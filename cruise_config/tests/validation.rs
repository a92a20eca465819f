use cruise_config::{load_file, load_toml};
use rstest::rstest;
use std::io::Write;

const PINS: &str = r#"
[pins]
button_a = 5
button_b = 6
button_c = 13
button_d = 19
button_any = 26
brake = 20
throttle = 21
servo = 18
buzzer = 12
"#;

#[test]
fn minimal_config_uses_stock_timings() {
    let cfg = load_toml(PINS).expect("parse TOML");
    cfg.validate().expect("minimal config should pass");
    assert_eq!(cfg.schedule.pedal_poll_ms, 100);
    assert_eq!(cfg.schedule.sensor_poll_ms, 300);
    assert_eq!(cfg.schedule.evaluate_ms, 300);
    assert_eq!(cfg.schedule.status_ms, 2000);
    assert_eq!(cfg.buttons.activate_hold_ms, 2000);
    assert_eq!(cfg.buttons.adjust_hold_ms, 500);
    assert_eq!(cfg.buttons.adjust_step, 5);
    assert_eq!(cfg.activation.throttle_release_timeout_ms, 5000);
    assert_eq!(cfg.activation.min_speed, 0);
    assert!(cfg.buttons.active_low);
}

#[test]
fn missing_pins_is_a_parse_error() {
    assert!(load_toml("[buttons]\nactive_low = false\n").is_err());
}

#[rstest]
#[case("[buttons]\nactivate_hold_ms = 0\n", "activate_hold_ms")]
#[case("[buttons]\nadjust_step = 0\n", "adjust_step")]
#[case("[schedule]\npedal_poll_ms = 0\n", "pedal_poll_ms")]
#[case("[schedule]\nloop_ms = 500\n", "loop_ms")]
#[case("[actuator]\nmin_deg = 90\nmax_deg = 10\n", "min_deg")]
#[case("[actuator]\nneutral_deg = 200\n", "neutral_deg")]
#[case("[activation]\nthrottle_release_timeout_ms = 0\n", "throttle_release_timeout_ms")]
#[case("[activation]\nmin_speed = -1\n", "min_speed")]
#[case("[timeouts]\nsensor_ms = 300\n", "sensor_ms")]
fn rejects_out_of_range_values(#[case] extra: &str, #[case] needle: &str) {
    let toml = format!("{PINS}\n{extra}");
    let cfg = load_toml(&toml).expect("parse TOML");
    let err = cfg.validate().expect_err("should reject");
    assert!(format!("{err}").contains(needle), "{err}");
}

#[test]
fn rejects_shared_gpio() {
    let toml = PINS.replace("throttle = 21", "throttle = 20");
    let cfg = load_toml(&toml).expect("parse TOML");
    let err = cfg.validate().expect_err("duplicate pin");
    assert!(format!("{err}").contains("pins.throttle reuses GPIO 20"));
}

#[test]
fn sensor_timeout_is_only_read_from_sensor_ms() {
    let toml = format!("{PINS}\n[timeouts]\nsample_ms = 120\n");
    let cfg = load_toml(&toml).expect("parse TOML");
    assert_eq!(cfg.timeouts.sensor_ms, 250);

    let toml = format!("{PINS}\n[timeouts]\nsensor_ms = 120\n");
    let cfg = load_toml(&toml).expect("parse TOML");
    assert_eq!(cfg.timeouts.sensor_ms, 120);
}

#[test]
fn load_file_parses_and_validates() {
    let mut f = tempfile::NamedTempFile::new().unwrap();
    write!(f, "{PINS}\n[activation]\nmin_speed = 30\n").unwrap();
    let cfg = load_file(f.path()).expect("load");
    assert_eq!(cfg.activation.min_speed, 30);

    let mut bad = tempfile::NamedTempFile::new().unwrap();
    write!(bad, "{PINS}\n[buttons]\nadjust_hold_ms = 0\n").unwrap();
    let err = load_file(bad.path()).expect_err("invalid");
    assert!(format!("{err}").contains("adjust_hold_ms"));
}

#[test]
fn shipped_config_is_valid() {
    let path = std::path::Path::new(env!("CARGO_MANIFEST_DIR")).join("../etc/cruise.toml");
    let cfg = load_file(&path).expect("etc/cruise.toml should load");
    assert_eq!(cfg.pins.buzzer, Some(12));
    assert!(cfg.logging.file.is_none());
}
====
Required work = All lines from the opening of the material through the line that contains "assert_eq!(cfg.schedule.sensor_poll_ms, 300);" are to be printed exactly, with no others.

Reply =
filename cruise_config/tests/validation.rs
repository a92a20eca465819f
use cruise_config::{load_file, load_toml};
use rstest::rstest;
use std::io::Write;

const PINS: &str = r#"
[pins]
button_a = 5
button_b = 6
button_c = 13
button_d = 19
button_any = 26
brake = 20
throttle = 21
servo = 18
buzzer = 12
"#;

#[test]
fn minimal_config_uses_stock_timings() {
    let cfg = load_toml(PINS).expect("parse TOML");
    cfg.validate().expect("minimal config should pass");
    assert_eq!(cfg.schedule.pedal_poll_ms, 100);
    assert_eq!(cfg.schedule.sensor_poll_ms, 300);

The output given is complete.